Holy batcave!

Went on a couple of great tours from El Retiro.
The first was to a cave known for it’s bats. You go in an hour before dusk, and watch them leaving by the thousands to go feed. It’s quite a sight. Literally hundreds of thousands of them whizzing past your head. They’re mostly silent, other than the whoosh of air. Despite waving my arms around, I only got lightly smacked once. Those things have got great echolocation.
The kid guide told us that the cave is 30 km deep, and has only the one entrance. It was the French who first explored it in the 50’s, and they could only go 20km before running out of oxygen! We only went about 500m in, which was good enough. Apparently the guano is 2 to 3 metres thick on the ground deep in the cave.
Amazing formations from the flow of water. Huge chambers, weird shapes.  Our guide dug into a crevice and pulled out an enormous spider for us to see. The only other animals living in there are opposums.
I was surprised how warm it was in the cave – I’d say at least 73 degrees F. It was difficult to get photos of all of this, but hopefully you can tell. The river exiting the cave is a beautiful blue-green from the limestone, apparently.
The cave (which used to be fairly white inside) is now blackened from all the Mayan sacrifices through the years. Today they no longer sacrifice animals, but they do still hold ritual burnings.

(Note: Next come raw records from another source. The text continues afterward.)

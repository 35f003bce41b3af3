//! Content store backed by the `content:` section of the settings file

use super::{
    Agency, BoostedContent, ContentError, ContentStore, FeaturedCollection, IndexedDocument,
    MedTopic, NewsItem,
};
use crate::tenant::TenantScope;
use async_trait::async_trait;
use serde::{Deserialize, Serialize};

/// A curated item owned by one tenant and shown for matching queries
#[derive(Debug, Clone, Default, PartialEq, Eq, Serialize, Deserialize)]
pub struct Curated<T> {
    pub tenant: String,
    /// Queries containing any of these phrases match
    #[serde(default)]
    pub keywords: Vec<String>,
    #[serde(flatten)]
    pub item: T,
}

impl<T> Curated<T> {
    fn matches(&self, query: &str, tenant: &TenantScope, title: &str) -> bool {
        if self.tenant != tenant.id || query.is_empty() {
            return false;
        }
        title.to_lowercase().contains(query)
            || self
                .keywords
                .iter()
                .any(|keyword| !keyword.is_empty() && query.contains(&keyword.to_lowercase()))
    }
}

/// Agency shown when the query is exactly one of its phrases
#[derive(Debug, Clone, Default, PartialEq, Eq, Serialize, Deserialize)]
pub struct AgencyPhrases {
    pub phrases: Vec<String>,
    #[serde(flatten)]
    pub agency: Agency,
}

/// Related searches offered for queries containing a keyword
#[derive(Debug, Clone, Default, PartialEq, Eq, Serialize, Deserialize)]
pub struct RelatedSearches {
    pub keyword: String,
    pub terms: Vec<String>,
}

/// In-memory content store
#[derive(Debug, Clone, Default, Serialize, Deserialize)]
#[serde(default)]
pub struct StaticContentStore {
    pub boosted_contents: Vec<Curated<BoostedContent>>,
    pub featured_collections: Vec<Curated<FeaturedCollection>>,
    pub indexed_documents: Vec<Curated<IndexedDocument>>,
    pub agencies: Vec<AgencyPhrases>,
    pub med_topics: Vec<MedTopic>,
    pub news_items: Vec<NewsItem>,
    pub related_searches: Vec<Curated<RelatedSearches>>,
}

fn normalize(query: &str) -> String {
    query.split_whitespace().collect::<Vec<_>>().join(" ").to_lowercase()
}

#[async_trait]
impl ContentStore for StaticContentStore {
    async fn boosted_contents(
        &self,
        query: &str,
        tenant: &TenantScope,
    ) -> Result<Vec<BoostedContent>, ContentError> {
        let query = normalize(query);
        Ok(self
            .boosted_contents
            .iter()
            .filter(|c| c.matches(&query, tenant, &c.item.title))
            .map(|c| c.item.clone())
            .collect())
    }

    async fn featured_collections(
        &self,
        query: &str,
        tenant: &TenantScope,
    ) -> Result<Vec<FeaturedCollection>, ContentError> {
        let query = normalize(query);
        Ok(self
            .featured_collections
            .iter()
            .filter(|c| c.matches(&query, tenant, &c.item.title))
            .map(|c| c.item.clone())
            .collect())
    }

    async fn indexed_documents(
        &self,
        query: &str,
        tenant: &TenantScope,
    ) -> Result<Vec<IndexedDocument>, ContentError> {
        let query = normalize(query);
        Ok(self
            .indexed_documents
            .iter()
            .filter(|d| {
                d.matches(&query, tenant, &d.item.title)
                    || (d.tenant == tenant.id
                        && !query.is_empty()
                        && d.item.description.to_lowercase().contains(&query))
            })
            .map(|d| d.item.clone())
            .collect())
    }

    async fn agency_for_phrase(&self, query: &str) -> Result<Option<Agency>, ContentError> {
        let query = normalize(query);
        Ok(self
            .agencies
            .iter()
            .find(|a| a.phrases.iter().any(|p| normalize(p) == query))
            .map(|a| a.agency.clone()))
    }

    async fn med_topic(&self, query: &str, locale: &str) -> Result<Option<MedTopic>, ContentError> {
        let query = normalize(query);
        Ok(self
            .med_topics
            .iter()
            .find(|t| t.locale == locale && normalize(&t.title) == query)
            .cloned())
    }

    async fn news_items(
        &self,
        query: &str,
        feed_ids: &[u64],
        limit: usize,
    ) -> Result<Vec<NewsItem>, ContentError> {
        let query = normalize(query);
        let mut items: Vec<_> = self
            .news_items
            .iter()
            .filter(|item| feed_ids.contains(&item.feed_id))
            .filter(|item| {
                query.is_empty()
                    || item.title.to_lowercase().contains(&query)
                    || item.description.to_lowercase().contains(&query)
            })
            .cloned()
            .collect();
        items.sort_by(|a, b| b.published_at.cmp(&a.published_at));
        items.truncate(limit);
        Ok(items)
    }

    async fn related_searches(
        &self,
        query: &str,
        tenant: &TenantScope,
    ) -> Result<Vec<String>, ContentError> {
        let query = normalize(query);
        Ok(self
            .related_searches
            .iter()
            .filter(|r| r.matches(&query, tenant, &r.item.keyword))
            .flat_map(|r| r.item.terms.iter().cloned())
            .filter(|term| normalize(term) != query)
            .collect())
    }
}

Here is a video of the bats flying overhead

The next day I went on a day-long adventure that was a definite highlight of my trip thus far. There was so much in one day.. First, a bouncing in a pickup 10km down the road to Semuc Champey. Then a rope swing into the river, whereupon my sandals came flying off. Struggling to catch them in the current and toss them onto shore then get myself back onto shore, whence I discovered I had been swept 100m downstream!
Only then did the real adventure begin. I wish I had brought my camera, since I do have a nice waterproof case for it.. but we were told to only bring our footwear, bathing suit, and a headlamp if we had it; otherwise we were given candles. [Here is a photo I found on the web, since I don’t have any of my own!]
We spent the next couple of hours obediently following our hot guide through crazy situations – through crevices lit by candlelight, pools of unknown depths and contents, past nesting bats.. many times having to swim for 50 ft or so, the pools were so deep. It’s freaky to be walking along and have the ground drop out from under you, suddenly having to tread water to keep breathing! But I didn’t have time to be scared, we kept moving. Climbing up and down ropes with waterfalls pouring over our heads.. the whole thing was so dangerous and thrilling. In any developed nation, we would have been wearing helmets and signed our lives away.. but not here! I was happy to discover that my headlamp is in fact waterproof, since it definitely took a soaking throughout the day.
I kept thinking how some days it is so annoying to be bipedal. To be so top-heavy when scooting around on unsure footing.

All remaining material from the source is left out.